**Records for this task**
········

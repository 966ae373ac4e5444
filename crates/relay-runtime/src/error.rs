//! Runtime error types.

use thiserror::Error;

pub use crate::config::{ConfigError, ConfigResult};

/// Errors that can occur during runtime operations.
#[derive(Error, Debug)]
pub enum RuntimeError {
    /// Configuration could not be loaded or is invalid.
    #[error("Configuration error: {0}")]
    Config(#[from] ConfigError),

    /// A command class could not be built.
    #[error("Failed to build commands: {0}")]
    Build(#[from] relay_framework::BuildError),

    /// The runtime is already processing events.
    #[error("Runtime is already running")]
    AlreadyRunning,

    /// A shutdown signal handler could not be installed.
    #[error("Failed to install signal handler: {0}")]
    Signal(#[source] std::io::Error),
}

/// Result type for runtime operations.
pub type RuntimeResult<T> = Result<T, RuntimeError>;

········

**What you need to do**
Exactly the lines from the start of the entries through the one bearing "not be built." are to be output, with both ends included.

**Exercise solution**
repository 966ae373ac4e5444
filename crates/relay-runtime/src/error.rs
//! Runtime error types.

use thiserror::Error;

pub use crate::config::{ConfigError, ConfigResult};

/// Errors that can occur during runtime operations.
#[derive(Error, Debug)]
pub enum RuntimeError {
    /// Configuration could not be loaded or is invalid.
    #[error("Configuration error: {0}")]
    Config(#[from] ConfigError),

    /// A command class could not be built.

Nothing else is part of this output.